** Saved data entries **
--------------------

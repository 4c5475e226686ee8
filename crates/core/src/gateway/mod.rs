//! Typed access to the remote profile, title hub and achievements services.

/// Response body shapes and their conversion into flat records.
pub mod payload;
/// HTTP implementation backed by `reqwest`.
pub mod xbox;

pub use xbox::XboxGateway;

use serde::{Deserialize, Serialize};

use crate::{error::ApiResult, models::Game};

/// The signed-in user.
#[derive(Debug, Clone, PartialEq, Eq, Serialize, Deserialize)]
pub struct UserProfile {
    /// Numeric user id, as a string.
    pub xuid: String,
    /// Display gamertag.
    pub gamertag: String,
}

/// A title returned by the title history.
#[derive(Debug, Clone, PartialEq, Eq)]
pub struct RemoteTitle {
    /// Title identifier.
    pub title_id: String,
    /// Display name.
    pub name: Option<String>,
    /// Display image URL.
    pub image: Option<String>,
}

impl From<RemoteTitle> for Game {
    fn from(title: RemoteTitle) -> Self {
        Game {
            name: title.name,
            image: title.image,
            ..Game::new(title.title_id)
        }
    }
}

/// An achievement as reported by the service, before eligibility filtering.
#[derive(Debug, Clone, PartialEq, Eq, Default)]
pub struct RemoteAchievement {
    /// Achievement identifier.
    pub id: String,
    /// Display name.
    pub name: Option<String>,
    /// Description text.
    pub description: Option<String>,
    /// Service configuration identifier.
    pub service_config_id: Option<String>,
    /// Progress state, e.g. `Achieved` or `NotStarted`.
    pub progress_state: Option<String>,
    /// Identifier of the first progression requirement.
    pub requirement_id: Option<String>,
    /// URL of the first media asset.
    pub image: Option<String>,
}

/// One force-complete request.
#[derive(Debug, Clone, PartialEq, Eq)]
pub struct ProgressUpdate {
    /// User the update applies to.
    pub xuid: String,
    /// Title owning the achievement.
    pub title_id: String,
    /// Service configuration the update is posted to.
    pub service_config_id: String,
    /// Achievement to complete.
    pub achievement_id: String,
}

/// Remote operations used by the engines.
///
/// Implementations attach a renewed credential to every call and classify
/// the response; they never retry.
pub trait RemoteGateway {
    /// Gamertag and user id of the signed-in account.
    fn profile(&mut self) -> ApiResult<UserProfile>;

    /// Titles the user has played.
    fn title_history(&mut self, xuid: &str) -> ApiResult<Vec<RemoteTitle>>;

    /// Every achievement of `title_id` for the user.
    fn achievements(&mut self, xuid: &str, title_id: &str) -> ApiResult<Vec<RemoteAchievement>>;

    /// Set an achievement to 100% complete.
    fn update_progress(&mut self, update: &ProgressUpdate) -> ApiResult<()>;

    /// Obtain a new credential after the service rejected the current one.
    fn reauthenticate(&mut self) -> ApiResult<()>;
}
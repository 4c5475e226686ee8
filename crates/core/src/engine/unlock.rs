use tracing::{info, warn};

use super::{
    cooldown::{CooldownPolicy, CooldownReason, Flow, Interrupts, Pacer},
    BatchOutcome,
};
use crate::{
    catalogue::Catalogue,
    error::{ApiError, Result, SyncError},
    gateway::{ProgressUpdate, RemoteGateway},
    models::GameStatus,
};

/// Counts from an unlock pass.
#[derive(Debug, Clone, Default, PartialEq, Eq)]
pub struct UnlockReport {
    /// Achievements the service accepted.
    pub unlocked: usize,
    /// Achievements the service reported as already unlocked.
    pub already_done: usize,
    /// Achievements given up on for this pass.
    pub failed: usize,
    /// Games that reached `UnlockComplete`.
    pub games_completed: usize,
    /// Progress update calls issued, retries included.
    pub writes: usize,
    /// Cooldowns entered during the pass.
    pub cooldowns: usize,
    /// How the pass ended.
    pub outcome: BatchOutcome,
}

/// Final result for one achievement.
enum Settled {
    Unlocked,
    AlreadyDone,
    Failed(ApiError),
}

/// Result of driving one achievement to a settled state.
enum Step {
    Settled(Settled),
    Aborted,
}

/// Force-completes eligible achievements.
#[derive(Debug)]
pub struct UnlockEngine {
    pacer: Pacer,
}

impl UnlockEngine {
    /// Engine pausing under `policy` and listening to `interrupts`.
    pub fn new(policy: CooldownPolicy, interrupts: Interrupts) -> Self {
        Self {
            pacer: Pacer::new(policy, interrupts),
        }
    }

    /// Unlock every pending achievement of every `AchievementsFetched` game.
    ///
    /// Already unlocked achievements are skipped, so calling this again
    /// after an aborted or completed pass only touches what is left.
    pub fn unlock_all<G>(
        &mut self,
        gateway: &mut G,
        xuid: &str,
        catalogue: &mut Catalogue,
    ) -> Result<UnlockReport>
    where
        G: RemoteGateway + ?Sized,
    {
        let pending = catalogue.title_ids_with(GameStatus::AchievementsFetched);
        let cooldowns_before = self.pacer.cooldowns();
        let mut report = UnlockReport::default();

        for (position, title_id) in pending.iter().enumerate() {
            if self.pacer.checkpoint() == Flow::Abort {
                report.outcome = BatchOutcome::Aborted;
                break;
            }
            if self.unlock_game(gateway, xuid, catalogue, title_id, &mut report)? == Flow::Abort {
                report.outcome = BatchOutcome::Aborted;
                break;
            }
            info!("{}/{} games processed", position + 1, pending.len());
        }

        report.cooldowns = self.pacer.cooldowns() - cooldowns_before;
        self.pacer.reset();
        Ok(report)
    }

    /// Unlock a single chosen achievement.
    pub fn unlock_one<G>(
        &mut self,
        gateway: &mut G,
        xuid: &str,
        catalogue: &mut Catalogue,
        title_id: &str,
        achievement_id: &str,
    ) -> Result<UnlockReport>
    where
        G: RemoteGateway + ?Sized,
    {
        let unknown = || SyncError::UnknownAchievement {
            title_id: title_id.to_string(),
            achievement_id: achievement_id.to_string(),
        };
        let achievement = catalogue
            .get(title_id)
            .and_then(|game| game.achievement(achievement_id))
            .ok_or_else(unknown)?;

        let cooldowns_before = self.pacer.cooldowns();
        let mut report = UnlockReport::default();
        if achievement.unlocked {
            info!("{} is already unlocked", achievement.display_name());
            return Ok(report);
        }

        let update = ProgressUpdate {
            xuid: xuid.to_string(),
            title_id: title_id.to_string(),
            service_config_id: achievement.service_config_id.clone(),
            achievement_id: achievement_id.to_string(),
        };
        if self.pacer.checkpoint() == Flow::Abort {
            report.outcome = BatchOutcome::Aborted;
            report.cooldowns = self.pacer.cooldowns() - cooldowns_before;
            self.pacer.reset();
            return Ok(report);
        }
        match self.unlock_item(gateway, &update, &mut report)? {
            Step::Settled(settled) => {
                record(catalogue, &update, settled, &mut report);
                settle_game(catalogue, title_id, &mut report);
            }
            Step::Aborted => report.outcome = BatchOutcome::Aborted,
        }

        report.cooldowns = self.pacer.cooldowns() - cooldowns_before;
        self.pacer.reset();
        Ok(report)
    }

    fn unlock_game<G>(
        &mut self,
        gateway: &mut G,
        xuid: &str,
        catalogue: &mut Catalogue,
        title_id: &str,
        report: &mut UnlockReport,
    ) -> Result<Flow>
    where
        G: RemoteGateway + ?Sized,
    {
        let Some(game) = catalogue.get(title_id) else {
            return Ok(Flow::Continue);
        };
        let name = game.display_name().to_string();
        let total = game.achievements.len();
        let pending: Vec<ProgressUpdate> = game
            .achievements
            .iter()
            .filter(|achievement| !achievement.unlocked)
            .map(|achievement| ProgressUpdate {
                xuid: xuid.to_string(),
                title_id: title_id.to_string(),
                service_config_id: achievement.service_config_id.clone(),
                achievement_id: achievement.id.clone(),
            })
            .collect();
        let mut done = total - pending.len();

        for update in &pending {
            if self.pacer.checkpoint() == Flow::Abort {
                return Ok(Flow::Abort);
            }
            match self.unlock_item(gateway, update, report)? {
                Step::Settled(settled) => record(catalogue, update, settled, report),
                Step::Aborted => return Ok(Flow::Abort),
            }
            done += 1;
            info!("unlocking achievements: {done}/{total} for {name}");
        }

        settle_game(catalogue, title_id, report);
        Ok(Flow::Continue)
    }

    /// Issue the update until it settles, cooling down on rate limits and
    /// renewing the credential once on rejection.
    fn unlock_item<G>(
        &mut self,
        gateway: &mut G,
        update: &ProgressUpdate,
        report: &mut UnlockReport,
    ) -> Result<Step>
    where
        G: RemoteGateway + ?Sized,
    {
        let mut auth_retried = false;
        loop {
            report.writes += 1;
            match gateway.update_progress(update) {
                Ok(()) => return Ok(Step::Settled(Settled::Unlocked)),
                Err(ApiError::AlreadyDone) => return Ok(Step::Settled(Settled::AlreadyDone)),
                Err(ApiError::RateLimited) => {
                    warn!(
                        achievement_id = %update.achievement_id,
                        "too many requests while unlocking"
                    );
                    if self.pacer.cool_down(CooldownReason::RateLimited) == Flow::Abort {
                        return Ok(Step::Aborted);
                    }
                }
                Err(ApiError::AuthExpired) if !auth_retried => {
                    gateway.reauthenticate()?;
                    auth_retried = true;
                }
                Err(ApiError::RenewalFailed(reason)) => return Err(SyncError::AuthExpired(reason)),
                Err(err) => return Ok(Step::Settled(Settled::Failed(err))),
            }
        }
    }
}

fn record(
    catalogue: &mut Catalogue,
    update: &ProgressUpdate,
    settled: Settled,
    report: &mut UnlockReport,
) {
    let Some(achievement) = catalogue
        .get_mut(&update.title_id)
        .and_then(|game| game.achievement_mut(&update.achievement_id))
    else {
        return;
    };

    match settled {
        Settled::Unlocked => {
            info!(
                title_id = %update.title_id,
                "achievement {} unlocked successfully",
                achievement.display_name()
            );
            achievement.unlocked = true;
            achievement.failure = None;
            report.unlocked += 1;
        }
        Settled::AlreadyDone => {
            info!(
                title_id = %update.title_id,
                "achievement {} was already unlocked",
                achievement.display_name()
            );
            achievement.unlocked = true;
            achievement.failure = None;
            report.already_done += 1;
        }
        Settled::Failed(err) => {
            warn!(
                title_id = %update.title_id,
                achievement_id = %update.achievement_id,
                "failed to unlock {}: {err}",
                achievement.display_name()
            );
            achievement.failure = Some(err.to_string());
            report.failed += 1;
        }
    }
}

fn settle_game(catalogue: &mut Catalogue, title_id: &str, report: &mut UnlockReport) {
    let Some(game) = catalogue.get_mut(title_id) else {
        return;
    };
    if game.status != GameStatus::UnlockComplete && game.is_settled() {
        game.status = GameStatus::UnlockComplete;
        report.games_completed += 1;
        info!(
            "all possible unlockable achievements for {} have been processed ({} unlocked)",
            game.display_name(),
            game.unlocked_count()
        );
    }
}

--------------------

Return every line above in which the string "usize" occurs.

** EXERCISE SOLUTION **
    pub unlocked: usize,
    pub already_done: usize,
    pub failed: usize,
    pub games_completed: usize,
    pub writes: usize,
    pub cooldowns: usize,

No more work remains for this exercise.